TASK TO COMPLETE - Whenever the word "tracing" shows up in a line of the data, copy that line.

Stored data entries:
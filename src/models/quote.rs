//! Quote request model.

use serde::{Deserialize, Serialize};
use serde_json::{Map, Value};

use super::fields;
use crate::db::Document;
use crate::pricing;

/// Lifecycle of a quote request as handled in the admin console.
#[derive(Debug, Clone, Copy, Serialize, Deserialize, PartialEq, Eq, Default)]
#[serde(rename_all = "lowercase")]
pub enum QuoteStatus {
    #[default]
    Pending,
    Processing,
    Quoted,
    Approved,
    Rejected,
}

impl QuoteStatus {
    pub fn as_str(&self) -> &'static str {
        match self {
            QuoteStatus::Pending => "pending",
            QuoteStatus::Processing => "processing",
            QuoteStatus::Quoted => "quoted",
            QuoteStatus::Approved => "approved",
            QuoteStatus::Rejected => "rejected",
        }
    }

    pub fn parse(s: &str) -> Option<Self> {
        match s.trim().to_lowercase().as_str() {
            "pending" => Some(QuoteStatus::Pending),
            "processing" => Some(QuoteStatus::Processing),
            "quoted" => Some(QuoteStatus::Quoted),
            "approved" => Some(QuoteStatus::Approved),
            "rejected" => Some(QuoteStatus::Rejected),
            _ => None,
        }
    }
}

#[derive(Debug, Clone, Copy, Serialize, Deserialize, PartialEq, Eq, Default)]
#[serde(rename_all = "lowercase")]
pub enum Urgency {
    #[default]
    Normal,
    Urgent,
    Express,
}

impl Urgency {
    pub fn as_str(&self) -> &'static str {
        match self {
            Urgency::Normal => "normal",
            Urgency::Urgent => "urgent",
            Urgency::Express => "express",
        }
    }

    pub fn parse(s: &str) -> Option<Self> {
        match s.trim().to_lowercase().as_str() {
            "normal" => Some(Urgency::Normal),
            "urgent" => Some(Urgency::Urgent),
            "express" => Some(Urgency::Express),
            _ => None,
        }
    }
}

/// One priced line of a quote.
#[derive(Debug, Clone, Serialize, PartialEq)]
#[serde(rename_all = "camelCase")]
pub struct QuoteItem {
    /// Product id, or `kit:<id>` for a kit line
    pub product_id: String,
    #[serde(skip_serializing_if = "Option::is_none")]
    pub product_name: Option<String>,
    #[serde(skip_serializing_if = "Option::is_none")]
    pub category: Option<String>,
    pub quantity: u32,
    pub base_price: f64,
    pub total_price: f64,
    #[serde(skip_serializing_if = "Option::is_none")]
    pub selected_size: Option<String>,
    #[serde(skip_serializing_if = "Option::is_none")]
    pub selected_color: Option<String>,
    #[serde(skip_serializing_if = "Option::is_none")]
    pub selected_material: Option<String>,
    #[serde(skip_serializing_if = "Option::is_none")]
    pub custom_message: Option<String>,
}

impl QuoteItem {
    /// Read a stored line. Older records use `name`, `qty`, `price` and
    /// `total`; numeric strings are coerced and quantities floored to at
    /// least one.
    pub fn from_map(map: &Map<String, Value>) -> Self {
        let quantity = fields::lenient_number(map, "quantity")
            .or_else(|| fields::lenient_number(map, "qty"))
            .filter(|q| *q >= 1.0)
            .map(|q| q.min(f64::from(u32::MAX)).floor() as u32)
            .unwrap_or(1);
        let base_price = fields::lenient_number(map, "basePrice")
            .or_else(|| fields::lenient_number(map, "price"))
            .unwrap_or(0.0);
        let total_price = fields::lenient_number(map, "totalPrice")
            .or_else(|| fields::lenient_number(map, "total"))
            .unwrap_or_else(|| pricing::line_total(base_price, quantity));

        QuoteItem {
            product_id: fields::loose_text(map, "productId")
                .or_else(|| fields::loose_text(map, "id"))
                .unwrap_or_default(),
            product_name: fields::loose_text(map, "productName")
                .or_else(|| fields::loose_text(map, "name")),
            category: fields::loose_text(map, "category"),
            quantity,
            base_price,
            total_price,
            selected_size: fields::loose_text(map, "selectedSize"),
            selected_color: fields::loose_text(map, "selectedColor"),
            selected_material: fields::loose_text(map, "selectedMaterial"),
            custom_message: fields::loose_text(map, "customMessage"),
        }
    }
}

/// Stored body of a quote document.
#[derive(Debug, Clone, Serialize, PartialEq)]
#[serde(rename_all = "camelCase")]
pub struct QuoteRecord {
    pub customer_name: String,
    #[serde(skip_serializing_if = "Option::is_none")]
    pub customer_email: Option<String>,
    #[serde(skip_serializing_if = "Option::is_none")]
    pub customer_phone: Option<String>,
    #[serde(skip_serializing_if = "Option::is_none")]
    pub company: Option<String>,
    #[serde(skip_serializing_if = "Option::is_none")]
    pub event_date: Option<String>,
    #[serde(skip_serializing_if = "Option::is_none")]
    pub event_type: Option<String>,
    pub items: Vec<QuoteItem>,
    pub total_estimate: f64,
    #[serde(skip_serializing_if = "Option::is_none")]
    pub special_requests: Option<String>,
    #[serde(skip_serializing_if = "Option::is_none")]
    pub message: Option<String>,
    pub urgency: Urgency,
    pub status: QuoteStatus,
    #[serde(skip_serializing_if = "Option::is_none")]
    pub response: Option<String>,
}

impl QuoteRecord {
    /// Read a stored quote body; anything missing or mistyped gets its
    /// default. A missing estimate is recomputed from the lines.
    pub fn from_map(map: &Map<String, Value>) -> Self {
        let items: Vec<QuoteItem> = map
            .get("items")
            .and_then(Value::as_array)
            .map(|lines| {
                lines
                    .iter()
                    .filter_map(Value::as_object)
                    .map(QuoteItem::from_map)
                    .collect()
            })
            .unwrap_or_default();
        let total_estimate = fields::lenient_number(map, "totalEstimate")
            .unwrap_or_else(|| pricing::quote_total(&items));

        QuoteRecord {
            customer_name: fields::loose_text(map, "customerName")
                .or_else(|| fields::loose_text(map, "name"))
                .unwrap_or_default(),
            customer_email: fields::loose_text(map, "customerEmail")
                .or_else(|| fields::loose_text(map, "email")),
            customer_phone: fields::loose_text(map, "customerPhone")
                .or_else(|| fields::loose_text(map, "phone")),
            company: fields::loose_text(map, "company"),
            event_date: fields::loose_text(map, "eventDate"),
            event_type: fields::loose_text(map, "eventType"),
            items,
            total_estimate,
            special_requests: fields::loose_text(map, "specialRequests"),
            message: fields::loose_text(map, "message"),
            urgency: fields::text(map, "urgency")
                .and_then(|u| Urgency::parse(&u))
                .unwrap_or_default(),
            status: fields::text(map, "status")
                .and_then(|s| QuoteStatus::parse(&s))
                .unwrap_or_default(),
            response: fields::loose_text(map, "response"),
        }
    }
}

/// A quote request as returned by the API.
#[derive(Debug, Clone, Serialize)]
#[serde(rename_all = "camelCase")]
pub struct Quote {
    pub id: String,
    #[serde(flatten)]
    pub record: QuoteRecord,
    pub created_at: String,
    pub updated_at: String,
    pub version: i64,
}

impl Quote {
    pub fn from_document(doc: &Document) -> Self {
        Quote {
            id: doc.id.clone(),
            record: QuoteRecord::from_map(&doc.data),
            created_at: doc.created_at.clone(),
            updated_at: doc.updated_at.clone(),
            version: doc.version,
        }
    }
}

/// A line as submitted by the quote form. Prices are recomputed server-side.
#[derive(Debug, Clone, Deserialize, Default)]
#[serde(rename_all = "camelCase")]
pub struct QuoteItemRequest {
    #[serde(default)]
    pub product_id: Option<String>,
    #[serde(default)]
    pub product_name: Option<String>,
    #[serde(default)]
    pub category: Option<String>,
    #[serde(default)]
    pub quantity: Option<f64>,
    #[serde(default)]
    pub base_price: Option<f64>,
    #[serde(default)]
    pub selected_size: Option<String>,
    #[serde(default)]
    pub selected_color: Option<String>,
    #[serde(default)]
    pub selected_material: Option<String>,
    #[serde(default)]
    pub custom_message: Option<String>,
}

/// Request body of the public quote form.
#[derive(Debug, Clone, Deserialize, Default)]
#[serde(rename_all = "camelCase")]
pub struct CreateQuoteRequest {
    #[serde(default)]
    pub customer_name: Option<String>,
    #[serde(default)]
    pub customer_email: Option<String>,
    #[serde(default)]
    pub customer_phone: Option<String>,
    #[serde(default)]
    pub company: Option<String>,
    #[serde(default)]
    pub event_date: Option<String>,
    #[serde(default)]
    pub event_type: Option<String>,
    #[serde(default)]
    pub items: Vec<QuoteItemRequest>,
    #[serde(default)]
    pub special_requests: Option<String>,
    #[serde(default)]
    pub message: Option<String>,
    #[serde(default)]
    pub urgency: Option<Urgency>,
}

#[derive(Debug, Clone, Deserialize)]
#[serde(rename_all = "camelCase")]
pub struct UpdateQuoteStatusRequest {
    pub status: QuoteStatus,
    /// Expected version for optimistic concurrency control
    #[serde(default)]
    pub expected_version: Option<i64>,
}

#[derive(Debug, Clone, Deserialize)]
#[serde(rename_all = "camelCase")]
pub struct QuoteResponseRequest {
    #[serde(default)]
    pub response: String,
    #[serde(default)]
    pub status: Option<QuoteStatus>,
    #[serde(default)]
    pub expected_version: Option<i64>,
}
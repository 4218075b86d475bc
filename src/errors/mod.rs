//! Error handling for the storefront backend.
//!
//! Every failure is funnelled into [`AppError`], which knows its HTTP status and
//! its stable error code, and is rendered inside the shared response envelope.

use axum::{
    http::StatusCode,
    response::{IntoResponse, Response},
    Json,
};
use serde::{Deserialize, Serialize};

/// Error codes as constants to avoid stringly-typed errors.
pub mod codes {
    pub const UNAUTHORIZED: &str = "UNAUTHORIZED";
    pub const NOT_FOUND: &str = "NOT_FOUND";
    pub const VALIDATION_ERROR: &str = "VALIDATION_ERROR";
    pub const VERSION_MISMATCH: &str = "VERSION_MISMATCH";
    pub const INTERNAL_ERROR: &str = "INTERNAL_ERROR";
    pub const DATABASE_ERROR: &str = "DATABASE_ERROR";
    pub const SEARCH_ERROR: &str = "SEARCH_ERROR";
    pub const BAD_REQUEST: &str = "BAD_REQUEST";
}

/// Application error type.
#[derive(Debug)]
pub enum AppError {
    /// Admin key missing or wrong
    Unauthorized(String),
    /// Document not found
    NotFound(String),
    /// Request body failed a business rule
    Validation(String),
    /// Optimistic concurrency conflict on a document
    Conflict {
        message: String,
        current_version: i64,
    },
    /// Document store error
    Database(String),
    /// Catalog index error
    Search(String),
    /// Anything else that is our fault
    Internal(String),
    /// Malformed request
    BadRequest(String),
}

impl AppError {
    /// HTTP status code for this error.
    pub fn status_code(&self) -> StatusCode {
        match self {
            AppError::Unauthorized(_) => StatusCode::UNAUTHORIZED,
            AppError::NotFound(_) => StatusCode::NOT_FOUND,
            AppError::Validation(_) => StatusCode::BAD_REQUEST,
            AppError::Conflict { .. } => StatusCode::CONFLICT,
            AppError::Database(_) => StatusCode::INTERNAL_SERVER_ERROR,
            AppError::Search(_) => StatusCode::INTERNAL_SERVER_ERROR,
            AppError::Internal(_) => StatusCode::INTERNAL_SERVER_ERROR,
            AppError::BadRequest(_) => StatusCode::BAD_REQUEST,
        }
    }

    /// Stable error code for this error.
    pub fn error_code(&self) -> &'static str {
        match self {
            AppError::Unauthorized(_) => codes::UNAUTHORIZED,
            AppError::NotFound(_) => codes::NOT_FOUND,
            AppError::Validation(_) => codes::VALIDATION_ERROR,
            AppError::Conflict { .. } => codes::VERSION_MISMATCH,
            AppError::Database(_) => codes::DATABASE_ERROR,
            AppError::Search(_) => codes::SEARCH_ERROR,
            AppError::Internal(_) => codes::INTERNAL_ERROR,
            AppError::BadRequest(_) => codes::BAD_REQUEST,
        }
    }

    pub fn message(&self) -> String {
        match self {
            AppError::Unauthorized(msg)
            | AppError::NotFound(msg)
            | AppError::Validation(msg)
            | AppError::Database(msg)
            | AppError::Search(msg)
            | AppError::Internal(msg)
            | AppError::BadRequest(msg) => msg.clone(),
            AppError::Conflict { message, .. } => message.clone(),
        }
    }

    /// Shorthand for a `NotFound` on a document of the given kind.
    pub fn not_found(kind: &str, id: &str) -> Self {
        AppError::NotFound(format!("{} {} not found", kind, id))
    }
}

impl std::fmt::Display for AppError {
    fn fmt(&self, f: &mut std::fmt::Formatter<'_>) -> std::fmt::Result {
        write!(f, "{}: {}", self.error_code(), self.message())
    }
}

impl std::error::Error for AppError {}

impl From<sqlx::Error> for AppError {
    fn from(err: sqlx::Error) -> Self {
        tracing::error!("Database error: {:?}", err);
        AppError::Database(format!("Database error: {}", err))
    }
}

impl From<tantivy::TantivyError> for AppError {
    fn from(err: tantivy::TantivyError) -> Self {
        tracing::error!("Search error: {:?}", err);
        AppError::Search(format!("Search error: {}", err))
    }
}

impl From<serde_json::Error> for AppError {
    fn from(err: serde_json::Error) -> Self {
        tracing::error!("JSON error: {:?}", err);
        AppError::BadRequest(format!("JSON error: {}", err))
    }
}

/// Error details in the response envelope.
#[derive(Debug, Serialize, Deserialize)]
pub struct ErrorDetails {
    pub code: String,
    pub message: String,
    #[serde(skip_serializing_if = "Option::is_none")]
    pub details: Option<serde_json::Value>,
}

/// Error response envelope.
#[derive(Debug, Serialize, Deserialize)]
#[serde(rename_all = "camelCase")]
pub struct ErrorResponse {
    pub success: bool,
    pub error: ErrorDetails,
    pub revision_id: i64,
}

impl ErrorResponse {
    pub fn new(error: &AppError, revision_id: i64) -> Self {
        let details = match error {
            AppError::Conflict {
                current_version, ..
            } => Some(serde_json::json!({ "currentVersion": current_version })),
            _ => None,
        };

        Self {
            success: false,
            error: ErrorDetails {
                code: error.error_code().to_string(),
                message: error.message(),
                details,
            },
            revision_id,
        }
    }
}

/// An error paired with the store revision it was observed at.
pub struct AppErrorWithRevision {
    pub error: AppError,
    pub revision_id: i64,
}

impl IntoResponse for AppErrorWithRevision {
    fn into_response(self) -> Response {
        let status = self.error.status_code();
        if status.is_server_error() {
            tracing::warn!(code = self.error.error_code(), "request failed: {}", self.error);
        }
        let body = ErrorResponse::new(&self.error, self.revision_id);
        (status, Json(body)).into_response()
    }
}
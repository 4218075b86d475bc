//! Product API endpoints.

use axum::{
    extract::{Path, Query, State},
    Json,
};
use serde::Deserialize;
use serde_json::{json, Map, Value};

use super::{
    error, reindex_catalog, required_text, strip_keys, success, validate_name_change, ApiResult,
};
use crate::catalog::{festival_tags, search_products, ProductFilter};
use crate::db::{Collection, RESERVED_KEYS};
use crate::errors::AppError;
use crate::models::{CreateProductRequest, Product, UpdateDocumentRequest};
use crate::whatsapp::{self, ChatHandoff};
use crate::AppState;

/// Storefront catalog query parameters.
#[derive(Debug, Deserialize)]
#[serde(rename_all = "camelCase")]
pub struct ProductQuery {
    #[serde(default)]
    pub q: Option<String>,
    #[serde(default)]
    pub category: Option<String>,
    #[serde(default)]
    pub min_price: Option<f64>,
    #[serde(default)]
    pub max_price: Option<f64>,
    /// Festival tag such as `halloween` or `#halloween`
    #[serde(default)]
    pub holiday: Option<String>,
}

/// GET /api/products - List the catalog, filtered.
pub async fn list_products(
    State(state): State<AppState>,
    Query(params): Query<ProductQuery>,
) -> ApiResult<Vec<Product>> {
    let revision_id = state.repo.get_revision_id().await.unwrap_or(0);

    let filter = ProductFilter {
        term: params.q,
        category: params.category,
        min_price: params.min_price,
        max_price: params.max_price,
        holiday: params.holiday,
    };

    match state.repo.list_products().await {
        Ok(products) => success(search_products(&products, &filter), revision_id),
        Err(e) => error(e, revision_id),
    }
}

/// GET /api/products/{id} - Get a single product.
pub async fn get_product(
    State(state): State<AppState>,
    Path(id): Path<String>,
) -> ApiResult<Product> {
    let revision_id = state.repo.get_revision_id().await.unwrap_or(0);

    match state.repo.get_product(&id).await {
        Ok(Some(product)) => success(product, revision_id),
        Ok(None) => error(AppError::not_found("Product", &id), revision_id),
        Err(e) => error(e, revision_id),
    }
}

/// GET /api/products/{id}/inquiry - Chat hand-off asking about a product.
pub async fn product_inquiry(
    State(state): State<AppState>,
    Path(id): Path<String>,
) -> ApiResult<ChatHandoff> {
    let revision_id = state.repo.get_revision_id().await.unwrap_or(0);

    match state.repo.get_product(&id).await {
        Ok(Some(product)) => success(
            whatsapp::product_inquiry(&product, state.config.admin_whatsapp.as_deref()),
            revision_id,
        ),
        Ok(None) => error(AppError::not_found("Product", &id), revision_id),
        Err(e) => error(e, revision_id),
    }
}

/// Stored body of a new product.
fn product_body(request: CreateProductRequest, name: String) -> Map<String, Value> {
    let mut body = Map::new();
    body.insert("name".into(), json!(name));
    body.insert(
        "description".into(),
        json!(request.description.unwrap_or_default()),
    );
    body.insert("basePrice".into(), json!(request.base_price.unwrap_or(0.0)));
    body.insert("images".into(), json!(request.images.unwrap_or_default()));
    body.insert(
        "tags".into(),
        json!(request.tags.as_ref().map(festival_tags).unwrap_or_default()),
    );
    body.insert("sku".into(), json!(request.sku.unwrap_or_default()));
    body.insert("stock".into(), json!(request.stock.unwrap_or(0)));

    let optional = [
        ("category", request.category.map(Value::from)),
        ("customizable", request.customizable.map(Value::from)),
        ("featured", request.featured.map(Value::from)),
        ("sizes", request.sizes.map(Value::from)),
        ("colors", request.colors.map(Value::from)),
        ("materials", request.materials.map(Value::from)),
    ];
    for (key, value) in optional {
        if let Some(value) = value {
            body.insert(key.into(), value);
        }
    }

    let mut extra = request.extra;
    strip_keys(&mut extra, &RESERVED_KEYS);
    for (key, value) in extra {
        if !value.is_null() {
            body.entry(key).or_insert(value);
        }
    }
    body
}

/// POST /api/admin/products - Create a product.
pub async fn create_product(
    State(state): State<AppState>,
    Json(request): Json<CreateProductRequest>,
) -> ApiResult<Product> {
    let revision_id = state.repo.get_revision_id().await.unwrap_or(0);

    let Some(name) = required_text(Some(request.name.as_str())) else {
        return error(
            AppError::Validation("Name is required".to_string()),
            revision_id,
        );
    };

    let body = product_body(request, name);
    match state
        .repo
        .insert_document(Collection::Products, None, body)
        .await
    {
        Ok(doc) => {
            reindex_catalog(&state).await;
            let new_revision = state.repo.get_revision_id().await.unwrap_or(revision_id);
            tracing::info!(id = %doc.id, "product created");
            success(Product::from_document(&doc), new_revision)
        }
        Err(e) => error(e, revision_id),
    }
}

/// PUT /api/admin/products/{id} - Merge changes into a product.
pub async fn update_product(
    State(state): State<AppState>,
    Path(id): Path<String>,
    Json(request): Json<UpdateDocumentRequest>,
) -> ApiResult<Product> {
    let revision_id = state.repo.get_revision_id().await.unwrap_or(0);

    let mut fields = request.fields;
    strip_keys(&mut fields, &RESERVED_KEYS);
    if let Err(e) = validate_name_change(&fields) {
        return error(e, revision_id);
    }
    if let Some(tags) = fields.get_mut("tags") {
        if !tags.is_null() {
            *tags = json!(festival_tags(tags));
        }
    }

    match state
        .repo
        .merge_document(Collection::Products, &id, &fields, request.expected_version)
        .await
    {
        Ok(doc) => {
            reindex_catalog(&state).await;
            let new_revision = state.repo.get_revision_id().await.unwrap_or(revision_id);
            success(Product::from_document(&doc), new_revision)
        }
        Err(e) => error(e, revision_id),
    }
}

/// DELETE /api/admin/products/{id} - Delete a product.
pub async fn delete_product(
    State(state): State<AppState>,
    Path(id): Path<String>,
) -> ApiResult<()> {
    let revision_id = state.repo.get_revision_id().await.unwrap_or(0);

    match state.repo.delete_document(Collection::Products, &id).await {
        Ok(()) => {
            // kits listing this product are reindexed too
            reindex_catalog(&state).await;
            let new_revision = state.repo.get_revision_id().await.unwrap_or(revision_id);
            tracing::info!(id = %id, "product deleted");
            success((), new_revision)
        }
        Err(e) => error(e, revision_id),
    }
}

RESPONSE FOR THIS EXERCISE -
        tracing::error!("Database error: {:?}", err);
        tracing::error!("Search error: {:?}", err);
        tracing::error!("JSON error: {:?}", err);
            tracing::warn!(code = self.error.error_code(), "request failed: {}", self.error);
            tracing::info!(id = %doc.id, "product created");
            tracing::info!(id = %id, "product deleted");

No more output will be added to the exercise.